Your objective:
Nothing may be left out, so copy every entry exactly.

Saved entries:
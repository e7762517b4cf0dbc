// SPDX-License-Identifier: MIT
// Copyright (c) 2026 Alfred Jean LLC

//! The `docsync` command line.

use std::io::Write;
use std::path::{Path, PathBuf};
use std::sync::Arc;

use chrono::{DateTime, Utc};
use clap::{Parser, Subcommand};
use futures_util::{Stream, StreamExt};
use serde_json::Value;
use tracing::info;

use docsync_core::draft::{id_pair, published_id};
use docsync_core::{
    history_events, ndjson, HistoryEvent, HistorySelector, Params, Transaction,
    TransactionCompiler,
};

use crate::config::{Config, CONFIG_FILE_NAME};
use crate::error::{Error, Result, SyncResult};
use crate::sync::{fetch_revision, stream_history, sync_query, WebSocketTransport};

#[derive(Parser, Debug)]
#[command(name = "docsync")]
#[command(version = env!("CARGO_PKG_VERSION"))]
#[command(about = "Live query results and document history from a document store")]
pub struct Cli {
    /// Config file
    #[arg(long, global = true, value_name = "path", default_value = CONFIG_FILE_NAME)]
    pub config: PathBuf,

    /// Document store address, overriding the config file
    #[arg(long, global = true, value_name = "url")]
    pub url: Option<String>,

    /// Enable verbose logging
    #[arg(short, long, global = true)]
    pub verbose: bool,

    #[command(subcommand)]
    pub command: Command,
}

#[derive(Subcommand, Debug)]
pub enum Command {
    /// Print a query's result every time it changes
    Watch {
        /// Query to run
        query: String,

        /// Query parameter; the value is read as JSON, else as a string
        #[arg(long = "param", value_name = "key=value", value_parser = parse_param)]
        params: Vec<(String, Value)>,
    },

    /// Print a document's history every time it changes
    History {
        /// Document id (published or draft)
        document_id: String,

        /// Print each update as a JSON array
        #[arg(long)]
        json: bool,
    },

    /// Print a document as it was at a point in its history
    Revision {
        /// Document id
        document_id: String,

        /// Read the document at this time (RFC 3339)
        #[arg(long, value_name = "time")]
        time: Option<DateTime<Utc>>,

        /// Read the document at this transaction id
        #[arg(long, value_name = "id")]
        rev: Option<String>,
    },

    /// Print the history recorded in a saved transaction log
    Replay {
        /// NDJSON transaction log
        log: PathBuf,

        /// Document id (published or draft)
        document_id: String,

        /// Print the history as a JSON array
        #[arg(long)]
        json: bool,
    },
}

/// Parse a `key=value` query parameter.
pub fn parse_param(s: &str) -> Result<(String, Value)> {
    let (key, raw) = s
        .split_once('=')
        .filter(|(key, _)| !key.trim().is_empty())
        .ok_or_else(|| Error::InvalidParam(s.to_string()))?;
    let value =
        serde_json::from_str(raw).unwrap_or_else(|_| Value::String(raw.to_string()));
    Ok((key.trim().to_string(), value))
}

pub async fn run(cli: Cli) -> Result<()> {
    let mut config = Config::load(&cli.config)?;
    if let Some(url) = cli.url {
        config.url = url;
    }

    match cli.command {
        Command::Watch { query, params } => watch(&config, query, params).await,
        Command::History { document_id, json } => history(&config, &document_id, json).await,
        Command::Revision {
            document_id,
            time,
            rev,
        } => revision(&config, &document_id, time, rev).await,
        Command::Replay {
            log,
            document_id,
            json,
        } => replay(&config, &log, &document_id, json),
    }
}

async fn watch(config: &Config, query: String, params: Vec<(String, Value)>) -> Result<()> {
    let params: Params = params.into_iter().collect();
    let transport = Arc::new(WebSocketTransport::new(&config.url));
    info!(url = %config.url, "watching query");

    let results = sync_query(transport, query, params, &config.sync);
    until_interrupted(results, |result| {
        println!("{}", serde_json::to_string(&result)?);
        Ok(())
    })
    .await
}

async fn history(config: &Config, document_id: &str, json: bool) -> Result<()> {
    let transport = Arc::new(WebSocketTransport::new(&config.url));
    info!(url = %config.url, document = document_id, "watching history");

    let histories = stream_history(transport, &[document_id.to_string()], config);
    until_interrupted(histories, |events| print_history(&events, json)).await
}

async fn revision(
    config: &Config,
    document_id: &str,
    time: Option<DateTime<Utc>>,
    rev: Option<String>,
) -> Result<()> {
    let selector = HistorySelector::from_parts(time, rev)?;
    let transport = WebSocketTransport::new(&config.url);

    let documents = fetch_revision(&transport, document_id, selector.as_ref()).await?;
    for document in documents {
        println!("{}", serde_json::to_string_pretty(&document)?);
    }
    Ok(())
}

fn replay(config: &Config, log: &Path, document_id: &str, json: bool) -> Result<()> {
    let ids = id_pair(document_id);
    let transactions: Vec<Transaction> = ndjson::read_file(log)?;
    let transactions: Vec<Transaction> = transactions
        .into_iter()
        .filter(|tx| ids.iter().any(|id| tx.touches(id)))
        .collect();

    let mut compiler = TransactionCompiler::new();
    let unified = compiler.apply_history(transactions);
    let events = history_events(
        &published_id(document_id),
        unified,
        config.history.coalesce_threshold(),
    );
    print_history(&events, json)
}

/// Drain a subscription until it ends, errors, or the user interrupts.
async fn until_interrupted<S, T, F>(mut stream: S, mut on_item: F) -> Result<()>
where
    S: Stream<Item = SyncResult<T>> + Unpin,
    F: FnMut(T) -> Result<()>,
{
    loop {
        tokio::select! {
            item = stream.next() => match item {
                Some(item) => on_item(item?)?,
                None => return Ok(()),
            },
            _ = tokio::signal::ctrl_c() => return Ok(()),
        }
    }
}

fn print_history(events: &[HistoryEvent], json: bool) -> Result<()> {
    let mut out = std::io::stdout().lock();
    if json {
        writeln!(out, "{}", serde_json::to_string(events)?)?;
        return Ok(());
    }

    for event in events {
        writeln!(
            out,
            "{}  {:<11} {}  {}",
            event.end_time.format("%Y-%m-%d %H:%M"),
            event.kind.as_str(),
            event.rev,
            event.user_ids.join(", ")
        )?;
    }
    writeln!(out)?;
    Ok(())
}

#[cfg(test)]
#[path = "cli_tests.rs"]
mod tests;
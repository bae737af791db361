//! Shared types and wire format for Scoop application manifests.
//!
//! The crate covers the data side of the manifest generator: the checksum
//! newtype, the release target naming, checksum-file parsing and the
//! manifest record with its exact JSON layout.

pub mod checksums;
pub mod hash;
pub mod manifest;
pub mod target;

// Re-exports
pub use checksums::{ChecksumEntry, ChecksumError, find_checksum, parse_checksums};
pub use hash::Sha256Hash;
pub use manifest::{AutoUpdate, CheckVer, Manifest};
pub use target::{ArchVariant, OsVariant, Target};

Result:
repository e7762517b4cf0dbc
// SPDX-License-Identifier: MIT
// Copyright (c) 2026 Alfred Jean LLC

//! The `docsync` command line.

use std::io::Write;
use std::path::{Path, PathBuf};
use std::sync::Arc;

use chrono::{DateTime, Utc};
use clap::{Parser, Subcommand};
use futures_util::{Stream, StreamExt};
use serde_json::Value;
use tracing::info;

use docsync_core::draft::{id_pair, published_id};
use docsync_core::{
    history_events, ndjson, HistoryEvent, HistorySelector, Params, Transaction,
    TransactionCompiler,
};

use crate::config::{Config, CONFIG_FILE_NAME};
use crate::error::{Error, Result, SyncResult};
use crate::sync::{fetch_revision, stream_history, sync_query, WebSocketTransport};

#[derive(Parser, Debug)]
#[command(name = "docsync")]
#[command(version = env!("CARGO_PKG_VERSION"))]
#[command(about = "Live query results and document history from a document store")]
pub struct Cli {
    /// Config file
    #[arg(long, global = true, value_name = "path", default_value = CONFIG_FILE_NAME)]
    pub config: PathBuf,

    /// Document store address, overriding the config file
    #[arg(long, global = true, value_name = "url")]
    pub url: Option<String>,

    /// Enable verbose logging
    #[arg(short, long, global = true)]
    pub verbose: bool,

    #[command(subcommand)]
    pub command: Command,
}

#[derive(Subcommand, Debug)]
pub enum Command {
    /// Print a query's result every time it changes
    Watch {
        /// Query to run
        query: String,

        /// Query parameter; the value is read as JSON, else as a string
        #[arg(long = "param", value_name = "key=value", value_parser = parse_param)]
        params: Vec<(String, Value)>,
    },

    /// Print a document's history every time it changes
    History {
        /// Document id (published or draft)
        document_id: String,

        /// Print each update as a JSON array
        #[arg(long)]
        json: bool,
    },

    /// Print a document as it was at a point in its history
    Revision {
        /// Document id
        document_id: String,

        /// Read the document at this time (RFC 3339)
        #[arg(long, value_name = "time")]
        time: Option<DateTime<Utc>>,

        /// Read the document at this transaction id
        #[arg(long, value_name = "id")]
        rev: Option<String>,
    },

    /// Print the history recorded in a saved transaction log
    Replay {
        /// NDJSON transaction log
        log: PathBuf,

        /// Document id (published or draft)
        document_id: String,

        /// Print the history as a JSON array
        #[arg(long)]
        json: bool,
    },
}

/// Parse a `key=value` query parameter.
pub fn parse_param(s: &str) -> Result<(String, Value)> {
    let (key, raw) = s
        .split_once('=')
        .filter(|(key, _)| !key.trim().is_empty())
        .ok_or_else(|| Error::InvalidParam(s.to_string()))?;
    let value =
        serde_json::from_str(raw).unwrap_or_else(|_| Value::String(raw.to_string()));
    Ok((key.trim().to_string(), value))
}

pub async fn run(cli: Cli) -> Result<()> {
    let mut config = Config::load(&cli.config)?;
    if let Some(url) = cli.url {
        config.url = url;
    }

    match cli.command {
        Command::Watch { query, params } => watch(&config, query, params).await,
        Command::History { document_id, json } => history(&config, &document_id, json).await,
        Command::Revision {
            document_id,
            time,
            rev,
        } => revision(&config, &document_id, time, rev).await,
        Command::Replay {
            log,
            document_id,
            json,
        } => replay(&config, &log, &document_id, json),
    }
}

async fn watch(config: &Config, query: String, params: Vec<(String, Value)>) -> Result<()> {
    let params: Params = params.into_iter().collect();
    let transport = Arc::new(WebSocketTransport::new(&config.url));
    info!(url = %config.url, "watching query");

    let results = sync_query(transport, query, params, &config.sync);
    until_interrupted(results, |result| {
        println!("{}", serde_json::to_string(&result)?);
        Ok(())
    })
    .await
}

async fn history(config: &Config, document_id: &str, json: bool) -> Result<()> {
    let transport = Arc::new(WebSocketTransport::new(&config.url));
    info!(url = %config.url, document = document_id, "watching history");

    let histories = stream_history(transport, &[document_id.to_string()], config);
    until_interrupted(histories, |events| print_history(&events, json)).await
}

async fn revision(
    config: &Config,
    document_id: &str,
    time: Option<DateTime<Utc>>,
    rev: Option<String>,
) -> Result<()> {
    let selector = HistorySelector::from_parts(time, rev)?;
    let transport = WebSocketTransport::new(&config.url);

    let documents = fetch_revision(&transport, document_id, selector.as_ref()).await?;
    for document in documents {
        println!("{}", serde_json::to_string_pretty(&document)?);
    }
    Ok(())
}

fn replay(config: &Config, log: &Path, document_id: &str, json: bool) -> Result<()> {
    let ids = id_pair(document_id);
    let transactions: Vec<Transaction> = ndjson::read_file(log)?;
    let transactions: Vec<Transaction> = transactions
        .into_iter()
        .filter(|tx| ids.iter().any(|id| tx.touches(id)))
        .collect();

    let mut compiler = TransactionCompiler::new();
    let unified = compiler.apply_history(transactions);
    let events = history_events(
        &published_id(document_id),
        unified,
        config.history.coalesce_threshold(),
    );
    print_history(&events, json)
}

/// Drain a subscription until it ends, errors, or the user interrupts.
async fn until_interrupted<S, T, F>(mut stream: S, mut on_item: F) -> Result<()>
where
    S: Stream<Item = SyncResult<T>> + Unpin,
    F: FnMut(T) -> Result<()>,
{
    loop {
        tokio::select! {
            item = stream.next() => match item {
                Some(item) => on_item(item?)?,
                None => return Ok(()),
            },
            _ = tokio::signal::ctrl_c() => return Ok(()),
        }
    }
}

fn print_history(events: &[HistoryEvent], json: bool) -> Result<()> {
    let mut out = std::io::stdout().lock();
    if json {
        writeln!(out, "{}", serde_json::to_string(events)?)?;
        return Ok(());
    }

    for event in events {
        writeln!(
            out,
            "{}  {:<11} {}  {}",
            event.end_time.format("%Y-%m-%d %H:%M"),
            event.kind.as_str(),
            event.rev,
            event.user_ids.join(", ")
        )?;
    }
    writeln!(out)?;
    Ok(())
}

#[cfg(test)]
#[path = "cli_tests.rs"]
mod tests;
repository bae737af791db361
//! Shared types and wire format for Scoop application manifests.
//!
//! The crate covers the data side of the manifest generator: the checksum
//! newtype, the release target naming, checksum-file parsing and the
//! manifest record with its exact JSON layout.

pub mod checksums;
pub mod hash;
pub mod manifest;
pub mod target;

// Re-exports
pub use checksums::{ChecksumEntry, ChecksumError, find_checksum, parse_checksums};
pub use hash::Sha256Hash;
pub use manifest::{AutoUpdate, CheckVer, Manifest};
pub use target::{ArchVariant, OsVariant, Target};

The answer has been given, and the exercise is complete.